It is true that six politically diverse states (Arizona, California, Michigan, Nebraska, Oklahoma, and Washington) have banned these preferences by voter referenda, while New Hampshire has done so through statute and Florida through executive order. But California's experience after its voters banned ethno-racial preferences suggests that such bans on affirmative action do not end it; they simply drive it underground. The California system engaged in a series of stratagems in the early 2000s expressly designed to circumvent the state's ban. Some of the more egregious ones involved channeling minority students to new "critical race studies" programs with lower admissions standards; awarding special admissions credit for foreign-language fluency to minority students who were already native speakers; adopting "percentage" plans that relied for their efficacy on the continuation of segregated schooling patterns; and using unspecified (and unspecifiable) "holistic" criteria as well as winks and nods by admissions officials.

Moreover, the Court's evident desire to end the debate about preferences — by allowing them to continue but insisting that they will not go on forever — is more or less destined to fail. Viewed most charitably, Justice O'Connor's opinion in Grutter attempted to craft a kind of compromise that might resolve this bitter debate once and for all, enabling American society to "move on." But if that was her strategy, Fisher, Schuette, and other such challenges show that it has failed miserably.

Indeed, O'Connor's hope to use a Court decision to achieve closure — if that was her intention — was probably doomed from the start. Our national experience suggests that divisive public issues in American life, of which affirmative action is certainly one, are not resolved by Court decision or by any official fiat. History has condemned the Court's attempts to settle such issues prematurely, peremptorily, or ex cathedra. Dred Scott v. Sandford, Plessy v. Ferguson, Lochner v. New York, Roe v. Wade, and Bowers v. Hardwick are among the many decisions that illustrate the point.

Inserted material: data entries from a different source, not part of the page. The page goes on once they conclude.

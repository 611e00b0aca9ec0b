//! Shoreline sand pass
//!
//! Turns land touching the water into sand and lets that sand reach a few
//! rows down into the dirt and stone beneath it.
//!
//! The pass is two-phase. Detection and downward propagation only read the
//! grid as it was when the pass started and record conversions in a plan;
//! the plan is committed in one step at the end. A conversion can therefore
//! never influence another conversion of the same pass through the grid,
//! and the result does not depend on scan order.

use tracing::debug;

use crate::block::BlockType;
use crate::config::TerrainConfig;
use crate::grid::BlockGrid;
use crate::tilemap::Tilemap;

/// Limits for the shoreline pass.
#[derive(Clone, Copy, Debug, PartialEq, Eq)]
pub struct ShorelineParams {
    /// Nominal water row
    pub water_row: usize,
    /// Rows above the water row a shore cell may sit
    pub max_raise: usize,
    /// Rows sand may propagate below a shore cell
    pub max_depth: usize,
    /// Rows below the water row scanned for shore cells
    pub scan_depth: usize,
}

impl ShorelineParams {
    pub fn from_config(config: &TerrainConfig) -> Self {
        Self {
            water_row: config.water_row(),
            max_raise: config.shoreline_max_raise,
            max_depth: config.shoreline_max_depth,
            scan_depth: config.shoreline_scan_depth,
        }
    }

    /// Rows scanned for shore cells, clipped to the grid.
    pub fn scan_rows(&self, rows: usize) -> std::ops::Range<usize> {
        let top = self.water_row.saturating_sub(self.max_raise);
        let bottom = self.water_row.saturating_add(self.scan_depth).saturating_add(1).min(rows);
        top.min(bottom)..bottom
    }
}

/// Summary of a committed sand pass.
#[derive(Clone, Copy, Debug, Default, PartialEq, Eq)]
pub struct ShorelineStats {
    /// Land cells found next to water
    pub shore_cells: usize,
    /// Cells added by downward propagation
    pub propagated: usize,
}

impl ShorelineStats {
    pub fn converted(&self) -> usize {
        self.shore_cells + self.propagated
    }
}

/// Conversions recorded by the detect and propagate phases, not yet applied.
#[derive(Clone, Debug)]
pub struct SandPlan {
    marked: Tilemap<bool>,
    conversions: Vec<(usize, usize)>,
    stats: ShorelineStats,
}

impl SandPlan {
    fn new(columns: usize, rows: usize) -> Self {
        Self {
            marked: Tilemap::new_with(columns, rows, false),
            conversions: Vec::new(),
            stats: ShorelineStats::default(),
        }
    }

    /// Record a cell; returns false if it was already recorded.
    fn mark(&mut self, col: usize, row: usize) -> bool {
        if *self.marked.get(col, row) {
            return false;
        }
        self.marked.set(col, row, true);
        self.conversions.push((col, row));
        true
    }

    pub fn is_marked(&self, col: usize, row: usize) -> bool {
        self.marked.try_get(col, row).copied().unwrap_or(false)
    }

    /// Recorded cells in the order they were found.
    pub fn conversions(&self) -> &[(usize, usize)] {
        &self.conversions
    }

    pub fn stats(&self) -> ShorelineStats {
        self.stats
    }
}

fn touches_water(grid: &BlockGrid, col: usize, row: usize) -> bool {
    grid.neighbors_8(col, row)
        .into_iter()
        .any(|(nx, ny)| grid.is(nx, ny, BlockType::Water))
}

/// Detect shore cells and propagate sand downward without touching the grid.
pub fn plan_sand(grid: &BlockGrid, params: &ShorelineParams) -> SandPlan {
    let mut plan = SandPlan::new(grid.columns(), grid.rows());

    // Phase A: land cells within the scan window that border water
    let mut shore = Vec::new();
    for row in params.scan_rows(grid.rows()) {
        for col in 0..grid.columns() {
            let block = grid.get_block_type(col, row);
            if block.is_shore_convertible() && touches_water(grid, col, row) && plan.mark(col, row) {
                shore.push((col, row));
            }
        }
    }
    plan.stats.shore_cells = shore.len();

    // Phase B: walk down from each shore cell while the cell above is recorded
    for &(col, row) in &shore {
        let mut above = row;
        for _ in 0..params.max_depth {
            let below = above + 1;
            if below >= grid.rows() {
                break;
            }
            if !(grid.get_block_type(col, below).is_subsurface() && plan.is_marked(col, above)) {
                break;
            }
            if plan.mark(col, below) {
                plan.stats.propagated += 1;
            }
            above = below;
        }
    }

    plan
}

/// Apply every recorded conversion in one step.
pub fn commit_sand(grid: &mut BlockGrid, plan: &SandPlan) {
    for &(col, row) in plan.conversions() {
        grid.put(col, row, BlockType::Sand);
    }
}

/// Run the full detect, propagate and commit pass.
pub fn shoreline_sand_pass(grid: &mut BlockGrid, params: &ShorelineParams) -> ShorelineStats {
    let plan = plan_sand(grid, params);
    commit_sand(grid, &plan);

    let stats = plan.stats();
    debug!(
        shore_cells = stats.shore_cells,
        propagated = stats.propagated,
        "shoreline sand committed"
    );
    stats
}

In Fisher, its most recent decision on the substance of university affirmative-action policies, the Court made a different attempt to foreshorten such policies. The Fisher majority (which consisted of seven justices) did not explicitly criticize Grutter (or Bakke) in any way. Nonetheless, it offered what might fairly be called a stern implicit rebuke. Fisher required the states (and reviewing courts) to apply those decisions' precepts and tests more rigorously than the lower court had done when it upheld the Texas program in question.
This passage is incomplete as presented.